Pour les détenus, la participation à ce programme nécessite une approbation qui comprend une évaluation par une infirmière et une autre, sur la menace, approuvée par la direction du pénitencier. Aucune raison n’est fournie quant à la raison pour laquelle une demande reçoit ou non le feu vert.

Mme Ka Hon Chu soutient que ce mécanisme crée une «barrière extrêmement élevée» qui dissuade les gens de faire une demande.

L’étude du Réseau juridique VIH, réalisée avec l’aide de l’Université métropolitaine de Toronto, conclut que le processus d’évaluation est basé «sur la sécurité plutôt que sur le besoin clinique». 

On déplore aussi que le programme nécessite des inspections quotidiennes pour vérifier que l’équipement est utilisé correctement, «contrairement aux modèles de programmes et aux pratiques reconnues ailleurs dans le monde». 

Pas très confidentiel

Les participants reçoivent une trousse qui contient une seringue, un chauffoir, trois bouteilles d’eau, un sachet de vitamine C et des filtres.
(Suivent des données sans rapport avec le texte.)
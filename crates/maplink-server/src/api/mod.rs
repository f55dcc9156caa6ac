mod maps;

use std::sync::Arc;
use std::time::Duration;

use axum::{
    http::{header, HeaderName, Method, StatusCode},
    response::IntoResponse,
    routing::{get, post},
    Json, Router,
};
use chrono::{DateTime, Utc};
use maplink_resolver::Resolver;
use serde::Serialize;
use tower::ServiceBuilder;
use tower_http::{cors::CorsLayer, trace::TraceLayer};

use crate::middleware::{enforce_rate_limit, request_id, RateLimitState, REQUEST_ID_HEADER};

#[derive(Clone)]
pub struct AppState {
    pub resolver: Arc<Resolver>,
    /// Upper bound for one whole expansion.
    pub expand_deadline: Duration,
}

#[derive(Debug, Serialize)]
pub struct ResponseMeta {
    pub request_id: String,
    pub timestamp: DateTime<Utc>,
}

/// Error envelope. The status travels with the body instead of being
/// derived from the code string.
#[derive(Debug, Serialize)]
pub struct ApiError {
    #[serde(skip)]
    status: StatusCode,
    pub error: ErrorBody,
    pub meta: ResponseMeta,
}

#[derive(Debug, Serialize)]
pub struct ErrorBody {
    pub code: String,
    pub message: String,
}

#[derive(Debug, Serialize, PartialEq, Eq)]
struct HealthData {
    status: &'static str,
}

impl ResponseMeta {
    pub(super) fn new(request_id: String) -> Self {
        Self {
            request_id,
            timestamp: Utc::now(),
        }
    }
}

impl ApiError {
    pub fn new(
        status: StatusCode,
        request_id: impl Into<String>,
        code: impl Into<String>,
        message: impl Into<String>,
    ) -> Self {
        Self {
            status,
            error: ErrorBody {
                code: code.into(),
                message: message.into(),
            },
            meta: ResponseMeta::new(request_id.into()),
        }
    }

    pub fn bad_request(request_id: impl Into<String>, message: impl Into<String>) -> Self {
        Self::new(StatusCode::BAD_REQUEST, request_id, "bad_request", message)
    }
}

impl IntoResponse for ApiError {
    fn into_response(self) -> axum::response::Response {
        (self.status, Json(self)).into_response()
    }
}

fn build_cors() -> CorsLayer {
    CorsLayer::new()
        .allow_origin(tower_http::cors::Any)
        .allow_methods([Method::GET, Method::POST])
        .allow_headers([
            header::CONTENT_TYPE,
            HeaderName::from_static(REQUEST_ID_HEADER),
        ])
}

fn maps_router(rate_limit: RateLimitState) -> Router<AppState> {
    Router::new()
        .route("/v1/maps/expand", post(maps::expand))
        .layer(axum::middleware::from_fn_with_state(
            rate_limit,
            enforce_rate_limit,
        ))
}

pub fn build_app(state: AppState, rate_limit: RateLimitState) -> Router {
    let public_routes = Router::new().route("/v1/health", get(health));

    Router::new()
        .merge(public_routes)
        .merge(maps_router(rate_limit))
        .layer(
            ServiceBuilder::new()
                .layer(TraceLayer::new_for_http())
                .layer(build_cors())
                .layer(axum::middleware::from_fn(request_id)),
        )
        .with_state(state)
}

async fn health() -> impl IntoResponse {
    Json(HealthData { status: "ok" })
}

pub fn default_rate_limit_state() -> RateLimitState {
    RateLimitState::new(120, Duration::from_secs(60))
}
Les détenus doivent toujours garder la trousse visible dans leur cellule et consulter une infirmière lorsque des pièces de rechange sont nécessaires.

Or, Mme Ka Hon Chu souligne que les participants se «dévoilent» ainsi en tant que consommateurs de drogue et qu’ils risquent alors d’être stigmatisés par les autres détenus, le personnel et la Commission des libérations conditionnelles.

Elle note que l’une des préoccupations les plus courantes entendues par les chercheurs est que les participants peuvent se voir refuser l’accès à d’autres programmes.

Le rapport recommande de renforcer la confidentialité en cessant les inspections visuelles quotidiennes des trousses et en offrant des points de distribution plus discrets. Le rapport indiquait également qu’un manque de connaissances sur le programme affectait l’adhésion des participants.

Les partisans soutiennent qu’en l’absence de programmes adéquats, le risque d’infection par le VIH continuera d’augmenter parce que les détenus se tourneront vers des moyens non autorisés et dangereux pour consommer de la drogue.

«La réalité, c’est qu’il y a déjà beaucoup de matériel d’injection dans les prisons qui (n’est) tout simplement pas réglementé et qui n’est pas stérile», a rappelé Mme Ka Hon Chu.

«Prohibitif et répressif»

L’enquêteur correctionnel déclarait dans son dernier rapport annuel, rendu public l’été dernier, que le programme d’échange de seringues «reste un programme essentiellement en nom seulement», en raison de la faible participation des détenus.

Ivan Zinger, qui avait soulevé la même préoccupation dans des rapports précédents, a également déclaré que la stratégie antidrogue des services correctionnels nécessitait des réformes substantielles.

Il concluait que la culture du Service correctionnel en matière de possession et de consommation de drogues simples «reste enlisée dans un état d’esprit prohibitif et répressif».

«Le maintien d’une approche de tolérance zéro envers les drogues, qui repose sur des mesures de détection, de discipline et de répression toujours plus intrusives — fouilles à nu, fouilles des cavités corporelles, fouilles des cellules, inculpations, analyses d’urine — est un jeu coûteux aux rendements décroissants», écrivait l’enquêteur correctionnel dans son plus récent rapport.